Collected data
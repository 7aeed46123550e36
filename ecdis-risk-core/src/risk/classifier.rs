//! Risk Classification
//!
//! Maps a (CPA, TCPA, relative speed) triple to a [`RiskLevel`] and a
//! collision probability using the configured thresholds.

use super::types::{RiskAssessmentConfig, RiskLevel};

/// Relative speed (knots) at which the speed factor saturates
const SATURATION_SPEED_KN: f64 = 20.0;

/// Classify a risk from CPA (NM) and TCPA (minutes).
///
/// The CPA is divided by the safety margin before the threshold ladder is
/// applied, so a larger margin makes the classification more conservative.
/// Outside the critical distance nothing rates above None once the TCPA
/// exceeds `low_risk_time`.
pub fn classify(
    config: &RiskAssessmentConfig,
    cpa: f64,
    tcpa: f64,
    _relative_speed: f64,
) -> RiskLevel {
    let adjusted_cpa = cpa / config.safety_margin;

    if adjusted_cpa <= config.critical_distance {
        if tcpa <= config.critical_time {
            RiskLevel::Critical
        } else if tcpa <= config.high_risk_time {
            RiskLevel::High
        } else {
            RiskLevel::Medium
        }
    } else if adjusted_cpa <= config.high_risk_distance {
        if tcpa <= config.high_risk_time {
            RiskLevel::High
        } else if tcpa <= config.medium_risk_time {
            RiskLevel::Medium
        } else {
            low_within_time(config, tcpa)
        }
    } else if adjusted_cpa <= config.medium_risk_distance {
        if tcpa <= config.medium_risk_time {
            RiskLevel::Medium
        } else {
            low_within_time(config, tcpa)
        }
    } else if adjusted_cpa <= config.low_risk_distance {
        low_within_time(config, tcpa)
    } else {
        RiskLevel::None
    }
}

fn low_within_time(config: &RiskAssessmentConfig, tcpa: f64) -> RiskLevel {
    if tcpa <= config.low_risk_time {
        RiskLevel::Low
    } else {
        RiskLevel::None
    }
}

/// Collision probability in the range 0.0 - 1.0
pub fn probability(config: &RiskAssessmentConfig, cpa: f64, tcpa: f64, relative_speed: f64) -> f64 {
    if cpa <= 0.0 || tcpa <= 0.0 {
        return 1.0;
    }

    let distance_factor = (-cpa / config.critical_distance).exp();
    let time_factor = (-tcpa / config.critical_time).exp();
    let speed_factor = (relative_speed / SATURATION_SPEED_KN).min(1.0);

    let p = distance_factor * time_factor * speed_factor * config.safety_margin;
    if p.is_nan() {
        return 0.0;
    }
    p.clamp(0.0, 1.0)
}

#[cfg(test)]
mod tests {
    use super::*;

    #[test]
    fn test_classify_examples() {
        let config = RiskAssessmentConfig::default();
        assert_eq!(classify(&config, 0.05, 1.0, 10.0), RiskLevel::Critical);
        assert_eq!(classify(&config, 0.8, 20.0, 5.0), RiskLevel::None);
    }

    #[test]
    fn test_classify_ladder() {
        let config = RiskAssessmentConfig::default();
        // 0.1 / 1.2 is inside the critical distance
        assert_eq!(classify(&config, 0.1, 4.0, 0.0), RiskLevel::High);
        assert_eq!(classify(&config, 0.1, 30.0, 0.0), RiskLevel::Medium);
        assert_eq!(classify(&config, 0.25, 4.0, 0.0), RiskLevel::High);
        assert_eq!(classify(&config, 0.25, 12.0, 0.0), RiskLevel::Low);
        assert_eq!(classify(&config, 0.5, 8.0, 0.0), RiskLevel::Medium);
        assert_eq!(classify(&config, 1.1, 0.5, 0.0), RiskLevel::Low);
        assert_eq!(classify(&config, 1.3, 0.5, 0.0), RiskLevel::None);
    }

    #[test]
    fn test_low_risk_time_bounds_low() {
        let config = RiskAssessmentConfig::default();
        assert_eq!(classify(&config, 0.8, 15.0, 5.0), RiskLevel::Low);
        assert_eq!(classify(&config, 0.8, 15.1, 5.0), RiskLevel::None);
        assert_eq!(classify(&config, 0.5, 14.0, 5.0), RiskLevel::Low);
        assert_eq!(classify(&config, 0.5, 16.0, 5.0), RiskLevel::None);
        assert_eq!(classify(&config, 0.25, 16.0, 5.0), RiskLevel::None);
        // Inside the critical distance a distant TCPA is still Medium
        assert_eq!(classify(&config, 0.05, 30.0, 5.0), RiskLevel::Medium);

        let patient = RiskAssessmentConfig {
            low_risk_time: 30.0,
            ..RiskAssessmentConfig::default()
        };
        assert_eq!(classify(&patient, 0.8, 20.0, 5.0), RiskLevel::Low);
    }

    #[test]
    fn test_classify_monotonic_in_cpa() {
        let config = RiskAssessmentConfig::default();
        for tcpa in [0.0, 1.0, 2.0, 3.5, 5.0, 7.0, 10.0, 14.0, 30.0] {
            let mut previous = RiskLevel::Critical;
            for step in 0..=200 {
                let cpa = step as f64 * 0.01;
                let level = classify(&config, cpa, tcpa, 10.0);
                assert!(
                    level <= previous,
                    "risk rose from {} to {} at cpa {} tcpa {}",
                    previous,
                    level,
                    cpa,
                    tcpa
                );
                previous = level;
            }
        }
    }

    #[test]
    fn test_classify_monotonic_in_tcpa() {
        let config = RiskAssessmentConfig::default();
        for cpa in [0.0, 0.05, 0.12, 0.2, 0.3, 0.45, 0.6, 0.9, 1.5] {
            let mut previous = RiskLevel::Critical;
            for step in 0..=300 {
                let tcpa = step as f64 * 0.1;
                let level = classify(&config, cpa, tcpa, 10.0);
                assert!(level <= previous, "risk rose at cpa {} tcpa {}", cpa, tcpa);
                previous = level;
            }
        }
    }

    #[test]
    fn test_probability_certain_collision() {
        let config = RiskAssessmentConfig::default();
        assert_eq!(probability(&config, 0.0, 5.0, 10.0), 1.0);
        assert_eq!(probability(&config, 0.3, 0.0, 10.0), 1.0);
    }

    #[test]
    fn test_probability_bounds() {
        let config = RiskAssessmentConfig {
            safety_margin: 50.0,
            ..Default::default()
        };
        for cpa in [0.001, 0.01, 0.1, 1.0, 10.0] {
            for tcpa in [0.001, 0.5, 2.0, 10.0, 100.0] {
                for speed in [0.0, 5.0, 20.0, 40.0] {
                    let p = probability(&config, cpa, tcpa, speed);
                    assert!((0.0..=1.0).contains(&p), "p={} out of range", p);
                }
            }
        }
    }

    #[test]
    fn test_probability_decreases_with_cpa() {
        let config = RiskAssessmentConfig::default();
        let mut previous = f64::INFINITY;
        for step in 1..=20 {
            let p = probability(&config, step as f64 * 0.05, 1.0, 15.0);
            assert!(p < previous);
            previous = p;
        }
    }

    #[test]
    fn test_probability_without_relative_motion() {
        let config = RiskAssessmentConfig::default();
        assert_eq!(probability(&config, 0.2, 3.0, 0.0), 0.0);
    }
}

**TASK TO CARRY OUT**
What is needed is a copy of every line above in which "super" appears.

**RESPONSE TO THE TASK**
use super::types::{RiskAssessmentConfig, RiskLevel};
    use super::*;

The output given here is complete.